Ashley Hutchinson-Harper and Terry Harper say that the deputies from the Jefferson Parish Sheriff’s office violated their son’s civil rights while also failing to operate in code with the Americans with Disabilities Act.

Their son is identified in the suit only by his initials and was previously diagnosed with attention-deficit/hyperactivity disorder (ADHD) as well as an oppositional defiant disorder (ODD), said the suit. Due to his disabilities, the fifth grader was on an individualized education plan.

Deputies were called to Congetta Trippe Janet Elementary School located in Marrero, Louisiana after the student threw a trash can through a window and hit his principal. When deputies arrived, the suit alleges that they did not attempt to de-escalate the situation. It also states that officers did not try to contact appropriate school personnel to figure out why the student was distraught in the first place.

According to details listed in the court documents, Sgt. Steven Trapani grabbed the student’s arm and pulled it behind his back. At the time of the incident it notes that the young boy weighed 95 pounds and was 4 feet, 5 inches tall.

Representing the child’s parents are both the American Civil Liberties Union of Louisiana (ACLU) and the Tulane Law School’s Civil Rights and Federal Practice Clinic who claim that Sgt.
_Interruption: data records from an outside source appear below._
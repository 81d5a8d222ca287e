//! Append-only audit trail for operator actions

use crate::auth::AdminAction;
use crate::error::{MatchmakingError, Result};
use crate::types::UserId;
use crate::utils::{current_timestamp, generate_record_id};
use chrono::{DateTime, Utc};
use serde::{Deserialize, Serialize};
use std::sync::RwLock;
use uuid::Uuid;

#[derive(Debug, Clone, PartialEq, Serialize, Deserialize)]
pub struct AuditEntry {
    pub id: Uuid,
    pub actor: UserId,
    pub action: AdminAction,
    /// Id of the match or wager acted on
    pub target: String,
    pub detail: String,
    pub at: DateTime<Utc>,
}

impl AuditEntry {
    pub fn new(
        actor: impl Into<UserId>,
        action: AdminAction,
        target: impl ToString,
        detail: impl Into<String>,
    ) -> Self {
        Self {
            id: generate_record_id(),
            actor: actor.into(),
            action,
            target: target.to_string(),
            detail: detail.into(),
            at: current_timestamp(),
        }
    }
}

pub trait AuditLog: Send + Sync {
    fn record(&self, entry: AuditEntry) -> Result<()>;

    /// Entries about one target, oldest first
    fn for_target(&self, target: &str) -> Result<Vec<AuditEntry>>;
}

#[derive(Debug, Default)]
pub struct InMemoryAuditLog {
    entries: RwLock<Vec<AuditEntry>>,
}

impl InMemoryAuditLog {
    pub fn new() -> Self {
        Self::default()
    }

    pub fn len(&self) -> usize {
        self.entries.read().map(|e| e.len()).unwrap_or(0)
    }

    pub fn is_empty(&self) -> bool {
        self.len() == 0
    }
}

impl AuditLog for InMemoryAuditLog {
    fn record(&self, entry: AuditEntry) -> Result<()> {
        self.entries
            .write()
            .map_err(|_| MatchmakingError::lock_poisoned("audit log"))?
            .push(entry);
        Ok(())
    }

    fn for_target(&self, target: &str) -> Result<Vec<AuditEntry>> {
        let entries = self
            .entries
            .read()
            .map_err(|_| MatchmakingError::lock_poisoned("audit log"))?;
        Ok(entries
            .iter()
            .filter(|e| e.target == target)
            .cloned()
            .collect())
    }
}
Trapani placed the child in the chokehold and pulled him “to the ground.” They also report that the student was separated from his parents and placed in “handcuffs for over an hour” while he was under interrogation.

Following the questioning, the boy was taken into a juvenile detention center where he was charged with “two counts of battery of a police officer, one count of resisting arrest, one count of battery of a schoolteacher and one count of simple criminal damage of less than $1,000.”

The charges were dropped per the suit.